Data in this exercise —

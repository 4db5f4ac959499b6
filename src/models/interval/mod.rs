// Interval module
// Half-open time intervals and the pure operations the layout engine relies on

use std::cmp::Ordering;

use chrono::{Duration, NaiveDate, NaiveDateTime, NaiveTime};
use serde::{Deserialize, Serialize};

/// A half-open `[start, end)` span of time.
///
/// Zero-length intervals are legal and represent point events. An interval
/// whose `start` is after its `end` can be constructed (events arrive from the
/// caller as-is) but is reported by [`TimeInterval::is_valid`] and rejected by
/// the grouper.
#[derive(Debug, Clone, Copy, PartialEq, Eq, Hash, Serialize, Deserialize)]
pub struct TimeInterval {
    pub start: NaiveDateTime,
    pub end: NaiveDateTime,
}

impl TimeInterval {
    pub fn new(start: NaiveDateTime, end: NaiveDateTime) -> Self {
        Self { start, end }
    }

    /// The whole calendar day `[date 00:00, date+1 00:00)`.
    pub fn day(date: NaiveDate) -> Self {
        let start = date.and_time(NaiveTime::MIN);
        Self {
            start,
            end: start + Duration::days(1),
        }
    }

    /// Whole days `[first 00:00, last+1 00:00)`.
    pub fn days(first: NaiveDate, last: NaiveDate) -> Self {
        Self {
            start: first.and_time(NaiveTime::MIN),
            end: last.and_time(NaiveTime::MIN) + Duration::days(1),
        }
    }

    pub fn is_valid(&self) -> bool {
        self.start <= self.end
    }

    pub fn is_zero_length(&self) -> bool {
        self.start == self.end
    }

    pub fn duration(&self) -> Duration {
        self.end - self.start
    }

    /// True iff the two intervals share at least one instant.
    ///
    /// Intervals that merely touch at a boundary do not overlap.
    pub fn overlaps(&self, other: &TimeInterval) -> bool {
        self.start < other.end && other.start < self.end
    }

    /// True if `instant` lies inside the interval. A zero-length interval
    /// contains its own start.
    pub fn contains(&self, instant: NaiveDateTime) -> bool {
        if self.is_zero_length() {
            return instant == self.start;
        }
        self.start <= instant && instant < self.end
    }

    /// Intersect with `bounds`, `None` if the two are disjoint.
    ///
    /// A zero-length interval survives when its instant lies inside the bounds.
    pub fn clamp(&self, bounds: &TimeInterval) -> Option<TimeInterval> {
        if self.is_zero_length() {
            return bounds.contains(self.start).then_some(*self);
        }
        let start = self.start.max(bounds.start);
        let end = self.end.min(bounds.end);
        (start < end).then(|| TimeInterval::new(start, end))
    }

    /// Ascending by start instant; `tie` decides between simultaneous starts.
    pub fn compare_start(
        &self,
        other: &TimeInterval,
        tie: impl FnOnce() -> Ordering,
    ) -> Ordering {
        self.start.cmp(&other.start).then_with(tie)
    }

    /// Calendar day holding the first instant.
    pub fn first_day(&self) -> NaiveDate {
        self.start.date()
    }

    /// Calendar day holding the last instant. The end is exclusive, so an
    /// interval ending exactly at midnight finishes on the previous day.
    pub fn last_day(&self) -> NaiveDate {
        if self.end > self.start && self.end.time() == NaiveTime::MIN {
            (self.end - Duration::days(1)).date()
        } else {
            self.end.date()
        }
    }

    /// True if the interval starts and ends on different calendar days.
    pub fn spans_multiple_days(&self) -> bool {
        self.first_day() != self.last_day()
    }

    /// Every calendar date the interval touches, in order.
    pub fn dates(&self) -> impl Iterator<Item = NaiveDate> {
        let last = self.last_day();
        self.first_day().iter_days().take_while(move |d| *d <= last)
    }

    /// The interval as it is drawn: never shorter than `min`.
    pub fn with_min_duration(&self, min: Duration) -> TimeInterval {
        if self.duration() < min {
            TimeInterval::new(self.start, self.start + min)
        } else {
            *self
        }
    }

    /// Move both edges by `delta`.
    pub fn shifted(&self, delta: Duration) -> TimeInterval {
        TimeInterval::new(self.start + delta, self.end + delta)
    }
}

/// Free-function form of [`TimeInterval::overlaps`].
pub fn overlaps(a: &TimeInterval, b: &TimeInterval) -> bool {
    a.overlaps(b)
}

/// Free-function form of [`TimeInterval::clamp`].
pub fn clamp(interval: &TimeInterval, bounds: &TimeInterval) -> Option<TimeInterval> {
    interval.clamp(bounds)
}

Task — Only one stretch of the data above is needed. Restate it word for word, from the line containing "self.end - self.start" through the line containing "let start = self.start.max(bounds.start);", both ends included.

Exercise answer —
        self.end - self.start
    }

    /// True iff the two intervals share at least one instant.
    ///
    /// Intervals that merely touch at a boundary do not overlap.
    pub fn overlaps(&self, other: &TimeInterval) -> bool {
        self.start < other.end && other.start < self.end
    }

    /// True if `instant` lies inside the interval. A zero-length interval
    /// contains its own start.
    pub fn contains(&self, instant: NaiveDateTime) -> bool {
        if self.is_zero_length() {
            return instant == self.start;
        }
        self.start <= instant && instant < self.end
    }

    /// Intersect with `bounds`, `None` if the two are disjoint.
    ///
    /// A zero-length interval survives when its instant lies inside the bounds.
    pub fn clamp(&self, bounds: &TimeInterval) -> Option<TimeInterval> {
        if self.is_zero_length() {
            return bounds.contains(self.start).then_some(*self);
        }
        let start = self.start.max(bounds.start);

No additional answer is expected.